With all this death and grieving on my heart, I saw one of our guests at Manna House looking closely at the crucifix that hangs in the “chapel” at Manna House. The chapel is an open space set apart by a storage shed on one side that creates a wall, with the other three “sides” open but under a roof supported by wooden beams. The crucifix hangs on the shed wall. A small wooden statue of St. Francis stands just to the right of the crucifix.
The chapel is often where our most vulnerable guests gather. Set apart by the shed and the roof the chapel has distinct boundaries, creating a sense of refuge that draws those who find other people’s company difficult, those who are loners and/or those whose mental illness makes them uncomfortable in a crowd of people.
The guest staring at the crucifix is one of those vulnerable guests. He was shot and paralyzed from the waist down several years ago. At the same time he tries to project invulnerability. He is a young African American man known on the streets for his anger, his bitterness, and his quick resort to violence and threats of violence. He makes his way in the world through the dangerous work of selling drugs. He is a seller who also uses. There he sat, gazing intently at the cross. He knows death and was staring at this symbol of death—the cross.
“The God of Jesus’ cross,” James Cone wrote in The Cross and The Lynching Tree, “is found among the least, the crucified people of the world” (Cone, 23). And yet the particularity of Jesus’ death by execution also includes the broader human experience of death. As a disciple of Jesus I am called to be in solidarity with the crucified—those whose deaths have come from injustice, and those whose deaths come from our human condition. As a disciple of Jesus, I am to embrace the shared vulnerability of death so that I can practice compassion and self-giving in resistance to the power of death. As Jesus himself said, “Whoever wants to be my disciple must deny themselves and take up their cross and follow me” (Matthew 16:24).
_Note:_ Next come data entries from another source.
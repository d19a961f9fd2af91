use cadence_core::CadenceConfig;
use cadence_transform::pipeline::{MergeRequestInput, Pipeline};

const BATCH: &str = r#"[
  {
    "id": "author-only",
    "author": {"externalId": "1", "createdAt": "1970-01-01T00:00:00Z"},
    "rawEvents": [
      {"type": "closed", "timestamp": "1970-01-01T00:00:40Z", "actorId": "1"},
      {"type": "committed", "timestamp": "1970-01-01T00:00:10Z", "data": "{\"committerExternalId\":\"1\"}"},
      {"type": "merged", "timestamp": "1970-01-01T00:00:30Z", "actorId": "1"}
    ]
  },
  {
    "id": "reviewed-and-merged",
    "author": {"externalId": "1", "createdAt": "1970-01-01T00:00:00Z"},
    "events": [
      {"type": "committed", "timestamp": "1970-01-01T00:00:10Z", "committerExternalId": "1"},
      {"type": "reviewed", "timestamp": "1970-01-01T00:00:30Z", "actorId": "4", "state": "approved"},
      {"type": "merged", "timestamp": "1970-01-01T00:00:40Z", "actorId": "1"},
      {"type": "closed", "timestamp": "1970-01-01T00:00:50Z", "actorId": "1"},
      {"type": "reviewed", "timestamp": "1970-01-01T00:01:00Z", "actorId": "5", "state": "approved"}
    ],
    "files": [
      {"path": "src/main.rs", "diff": "@@ -1,3 +1,4 @@\n This is the first line.\n-This is the second line.\n This is the third line.\n+This is the fourth line.\n+This is the fifth line.\n"}
    ]
  }
]"#;

#[test]
fn json_batch_produces_fixture_metrics() {
    let inputs: Vec<MergeRequestInput> = serde_json::from_str(BATCH).unwrap();
    let reports: Vec<_> = Pipeline::new(&CadenceConfig::default())
        .run_batch(inputs)
        .into_iter()
        .collect::<Result<_, _>>()
        .unwrap();

    let json = serde_json::to_value(&reports).unwrap();

    let author_only = &json[0];
    assert_eq!(author_only["id"], "author-only");
    assert_eq!(author_only["metrics"]["startedCodingAt"], "1970-01-01T00:00:10Z");
    assert_eq!(author_only["metrics"]["startedPickupAt"], "1970-01-01T00:00:10Z");
    assert!(author_only["metrics"]["startedReviewAt"].is_null());
    assert_eq!(author_only["metrics"]["reviewed"], false);
    assert_eq!(author_only["metrics"]["reviewDepth"], 0);

    let reviewed = &json[1];
    assert_eq!(reviewed["metrics"]["startedReviewAt"], "1970-01-01T00:00:30Z");
    assert_eq!(reviewed["metrics"]["reviewDepth"], 1);
    assert_eq!(reviewed["metrics"]["approved"], true);
    assert_eq!(reviewed["size"]["overall"]["additions"], 2);
    assert_eq!(reviewed["size"]["overall"]["deletions"], 1);
    assert_eq!(reviewed["size"]["overall"]["effectiveLines"], 3);
}
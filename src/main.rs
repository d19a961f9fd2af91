use std::io::Read;
use std::path::{Path, PathBuf};

use cadence_core::{CadenceConfig, OutputFormat};
use cadence_difflens::files::split_unified_diff;
use cadence_difflens::filter::{DiffFilter, SkippedFile};
use cadence_difflens::hunk::Hunk;
use cadence_difflens::parser::parse_hunks;
use cadence_difflens::size::{measure_files, SizeReport};
use cadence_transform::pipeline::{MergeRequestInput, MergeRequestReport, Pipeline};
use clap::{CommandFactory, Parser, Subcommand};
use miette::{Context, IntoDiagnostic, Result};
use serde::{Deserialize, Serialize};
use tracing::{debug, error};
use tracing_subscriber::EnvFilter;

const CONFIG_FILE: &str = ".cadence.toml";

#[derive(Parser)]
#[command(
    name = "cadence",
    version,
    about = "Merge-request lifecycle and diff metrics",
    long_about = "Cadence derives review-cycle timestamps and diff size figures from\n\
                   already-extracted merge request data.\n\n\
                   Examples:\n  \
                     git diff main | cadence diff          Size report for a full diff\n  \
                     cadence hunks --file body.patch       Classify one file's hunks\n  \
                     cadence classify --input mrs.json     Lifecycle metrics for merge requests\n  \
                     cadence init                          Write a default .cadence.toml"
)]
struct Cli {
    #[command(subcommand)]
    command: Option<Command>,

    /// Path to configuration file (default: .cadence.toml)
    #[arg(long, global = true)]
    config: Option<PathBuf>,

    /// Output format
    #[arg(
        long,
        global = true,
        default_value = "text",
        long_help = "Output format for command results.\n\n\
                       Formats:\n  \
                         text      Human-readable tables and summaries (default)\n  \
                         json      Machine-readable JSON with camelCase keys\n  \
                         markdown  GitHub-flavored Markdown"
    )]
    format: OutputFormat,

    /// Enable debug logging on stderr
    #[arg(long, short, global = true)]
    verbose: bool,
}

#[derive(Subcommand)]
enum Command {
    /// Parse the hunks of a single file's diff
    #[command(long_about = "Parse the hunks of a single file's diff.\n\n\
        Input is the hunk section of one file's unified diff, as stored per file by\n\
        forge APIs. Every line is classified and each hunk's changed lines are split\n\
        into pure deletions, pure insertions and edits.\n\n\
        Examples:\n  cadence hunks --file body.patch\n  cadence hunks --format json < body.patch")]
    Hunks {
        /// Read the diff from a file instead of stdin
        #[arg(long)]
        file: Option<PathBuf>,
    },
    /// Measure a full multi-file diff
    #[command(long_about = "Measure a full multi-file diff.\n\n\
        Splits `git diff` output per file, skips lock, generated, vendored and\n\
        configured files, and labels the change by its effective line count.\n\n\
        Examples:\n  git diff main | cadence diff\n  cadence diff --file changes.patch --format markdown")]
    Diff {
        /// Read the diff from a file instead of stdin
        #[arg(long)]
        file: Option<PathBuf>,
    },
    /// Derive lifecycle metrics for merge requests
    #[command(long_about = "Derive lifecycle metrics for merge requests.\n\n\
        Input is a JSON merge request object, or an array of them, carrying the\n\
        author, review notes, timeline events or stored timeline rows, and per-file\n\
        diffs. Arrays are processed in parallel.\n\n\
        Examples:\n  cadence classify --input mr.json\n  cadence classify --input batch.json --format json")]
    Classify {
        /// JSON input file (default: stdin)
        #[arg(long)]
        input: Option<PathBuf>,
    },
    /// Create a default .cadence.toml configuration file
    #[command(long_about = "Create a default .cadence.toml configuration file.\n\n\
        Writes every option with its default value.\n\
        Fails if .cadence.toml already exists.")]
    Init,
    /// Generate shell completion scripts
    #[command(hide = true)]
    Completions {
        /// Shell to generate completions for
        #[arg(value_enum)]
        shell: clap_complete::Shell,
    },
}

/// `classify` accepts a single merge request or a batch.
#[derive(Deserialize)]
#[serde(untagged)]
enum ClassifyInput {
    Batch(Vec<MergeRequestInput>),
    Single(Box<MergeRequestInput>),
}

#[derive(Serialize)]
#[serde(rename_all = "camelCase")]
struct DiffOutput<'a> {
    size: &'a SizeReport,
    skipped: &'a [SkippedFile],
}

const DEFAULT_CONFIG: &str = r#"# Cadence Configuration

[diff]
# Glob patterns for files left out of size metrics
skip_patterns = []
# File extensions left out of size metrics, without the dot
skip_extensions = []
# Skip lock files, vendored code, minified bundles and generated sources
skip_generated = true

[size]
# Inclusive upper bounds in effective lines for each size label
xs = 10
s = 50
m = 250
l = 1000

[batch]
# Worker threads for `cadence classify` batches (default: one per CPU)
# threads = 4
"#;

fn init_tracing(verbose: bool) {
    let filter = if verbose {
        EnvFilter::new("debug")
    } else {
        EnvFilter::try_from_default_env().unwrap_or_else(|_| EnvFilter::new("warn"))
    };
    tracing_subscriber::fmt()
        .with_env_filter(filter)
        .with_writer(std::io::stderr)
        .with_target(false)
        .init();
}

fn load_config(path: Option<&Path>) -> Result<CadenceConfig> {
    let config = match path {
        Some(path) => CadenceConfig::from_file(path)?,
        None => {
            let default_path = Path::new(CONFIG_FILE);
            if default_path.exists() {
                CadenceConfig::from_file(default_path)?
            } else {
                CadenceConfig::default()
            }
        }
    };
    Ok(config)
}

fn read_input(file: Option<&Path>) -> Result<String> {
    match file {
        Some(path) => std::fs::read_to_string(path)
            .into_diagnostic()
            .wrap_err(format!("reading {}", path.display())),
        None => {
            let mut input = String::new();
            std::io::stdin()
                .read_to_string(&mut input)
                .into_diagnostic()
                .wrap_err("reading stdin")?;
            Ok(input)
        }
    }
}

fn print_json<T: Serialize + ?Sized>(value: &T) -> Result<()> {
    println!("{}", serde_json::to_string_pretty(value).into_diagnostic()?);
    Ok(())
}

fn print_hunks(hunks: &[Hunk], format: OutputFormat) -> Result<()> {
    match format {
        OutputFormat::Json => print_json(hunks)?,
        OutputFormat::Markdown => {
            println!("# Hunks\n");
            if hunks.is_empty() {
                println!("No hunks found.");
                return Ok(());
            }
            println!("| Header | + | - | Pure - | Pure + | Edits |");
            println!("|--------|---|---|--------|--------|-------|");
            for hunk in hunks {
                println!(
                    "| `{}` | {} | {} | {} | {} | {} |",
                    hunk.header(),
                    hunk.additions,
                    hunk.deletions,
                    hunk.internals.d,
                    hunk.internals.i,
                    hunk.internals.c,
                );
            }
        }
        OutputFormat::Text => {
            if hunks.is_empty() {
                println!("No hunks found.");
                return Ok(());
            }
            for hunk in hunks {
                println!("{}  {hunk}", hunk.header());
                println!(
                    "  pure deletions {}, pure insertions {}, edits {}",
                    hunk.internals.d, hunk.internals.i, hunk.internals.c
                );
                for change in &hunk.changes {
                    println!("  {} {}", change.kind(), change.content());
                }
            }
        }
    }
    Ok(())
}

fn print_diff(report: &SizeReport, skipped: &[SkippedFile], format: OutputFormat) -> Result<()> {
    match format {
        OutputFormat::Json => print_json(&DiffOutput {
            size: report,
            skipped,
        })?,
        OutputFormat::Markdown => {
            print!("{}", report.to_markdown());
            if !skipped.is_empty() {
                println!("\n## Skipped\n");
                for file in skipped {
                    println!("- `{}` ({})", file.path.display(), file.reason);
                }
            }
        }
        OutputFormat::Text => {
            print!("{report}");
            for file in skipped {
                println!("Skipped {} ({})", file.path.display(), file.reason);
            }
        }
    }
    Ok(())
}

fn format_time(ts: Option<cadence_core::Timestamp>) -> String {
    ts.map(|ts| ts.to_rfc3339()).unwrap_or_else(|| "-".into())
}

fn print_reports(reports: &[MergeRequestReport], format: OutputFormat) -> Result<()> {
    match format {
        OutputFormat::Json => print_json(reports)?,
        OutputFormat::Markdown => {
            println!("# Merge Requests\n");
            println!("| Id | Coding | Pickup | Review | Depth | Reviewed | Approved | Size |");
            println!("|----|--------|--------|--------|-------|----------|----------|------|");
            for report in reports {
                let m = &report.metrics;
                println!(
                    "| {} | {} | {} | {} | {} | {} | {} | {} |",
                    report.id,
                    format_time(m.started_coding_at),
                    format_time(m.started_pickup_at),
                    format_time(m.started_review_at),
                    m.review_depth,
                    m.reviewed,
                    m.approved,
                    report.size.label,
                );
            }
        }
        OutputFormat::Text => {
            for report in reports {
                let m = &report.metrics;
                println!("{}", report.id);
                println!("  started coding   {}", format_time(m.started_coding_at));
                println!("  started pickup   {}", format_time(m.started_pickup_at));
                println!("  started review   {}", format_time(m.started_review_at));
                println!(
                    "  review depth {}, reviewed {}, approved {}",
                    m.review_depth, m.reviewed, m.approved
                );
                println!(
                    "  size {} ({} effective lines in {} files, {} skipped)",
                    report.size.label,
                    report.size.overall.effective_lines,
                    report.size.per_file.len(),
                    report.skipped.len(),
                );
            }
        }
    }
    Ok(())
}

fn main() -> Result<()> {
    miette::set_hook(Box::new(|_| {
        Box::new(
            miette::MietteHandlerOpts::new()
                .terminal_links(true)
                .build(),
        )
    }))
    .into_diagnostic()?;
    human_panic::setup_panic!();

    let cli = Cli::parse();
    init_tracing(cli.verbose);

    let config = load_config(cli.config.as_deref())?;
    debug!(format = %cli.format, "configuration loaded");

    match cli.command {
        None => {
            Cli::command().print_help().into_diagnostic()?;
        }
        Some(Command::Hunks { ref file }) => {
            let input = read_input(file.as_deref())?;
            let hunks = parse_hunks(&input)?;
            print_hunks(&hunks, cli.format)?;
        }
        Some(Command::Diff { ref file }) => {
            let input = read_input(file.as_deref())?;
            let files = split_unified_diff(&input)?;
            let result = DiffFilter::from_config(&config.diff).filter(files);
            let report = measure_files(&result.kept, &config.size);
            print_diff(&report, &result.skipped, cli.format)?;
        }
        Some(Command::Classify { ref input }) => {
            let raw = read_input(input.as_deref())?;
            let inputs = match serde_json::from_str::<ClassifyInput>(&raw)
                .into_diagnostic()
                .wrap_err("parsing merge request input")?
            {
                ClassifyInput::Batch(inputs) => inputs,
                ClassifyInput::Single(input) => vec![*input],
            };
            let total = inputs.len();

            let mut reports = Vec::with_capacity(total);
            let mut failed = 0;
            for result in Pipeline::new(&config).run_batch(inputs) {
                match result {
                    Ok(report) => reports.push(report),
                    Err(e) => {
                        error!(error = %e, "merge request failed");
                        failed += 1;
                    }
                }
            }

            print_reports(&reports, cli.format)?;
            if failed > 0 {
                miette::bail!("{failed} of {total} merge requests failed");
            }
        }
        Some(Command::Init) => {
            let path = Path::new(CONFIG_FILE);
            if path.exists() {
                miette::bail!("{CONFIG_FILE} already exists");
            }
            std::fs::write(path, DEFAULT_CONFIG).into_diagnostic()?;
            println!("Created {CONFIG_FILE} with default configuration");
        }
        Some(Command::Completions { shell }) => {
            let mut cmd = Cli::command();
            clap_complete::generate(shell, &mut cmd, "cadence", &mut std::io::stdout());
        }
    }

    Ok(())
}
Here is where I am faltering right now. I am trying to resist death (and its close friend injustice), but feel overwhelmed by its power. I am trying in prayer to listen to and for God’s graciousness. But I am not hearing much. I am trying to say my prayers that those who are grieving will be comforted. But I am wondering if such condolences offer only empty words. I am like the man in the Gospel who said, “I believe, help my unbelief” (Mark 9:24).
So I am meditating on this scripture, and on this line I came across recently, “At its best, faith is the overflow of gratitude, the attempt to live as if we are loved, the fragile hope for something better on the other side of pain and death. And this feather of grace weighs more in the balance than any political gain.”—Michael Gerson, “The Last Temptation,” Atlantic Monthly, April 2018
May God help me, may God help the man in the wheelchair at Manna House, may God help the family and friends of Brandon Webber, and of Glenn Cofield, and may God help all of us, to feel loved by God, to live in the hope of the feather of God’s grace. “I believe, help my unbelief.”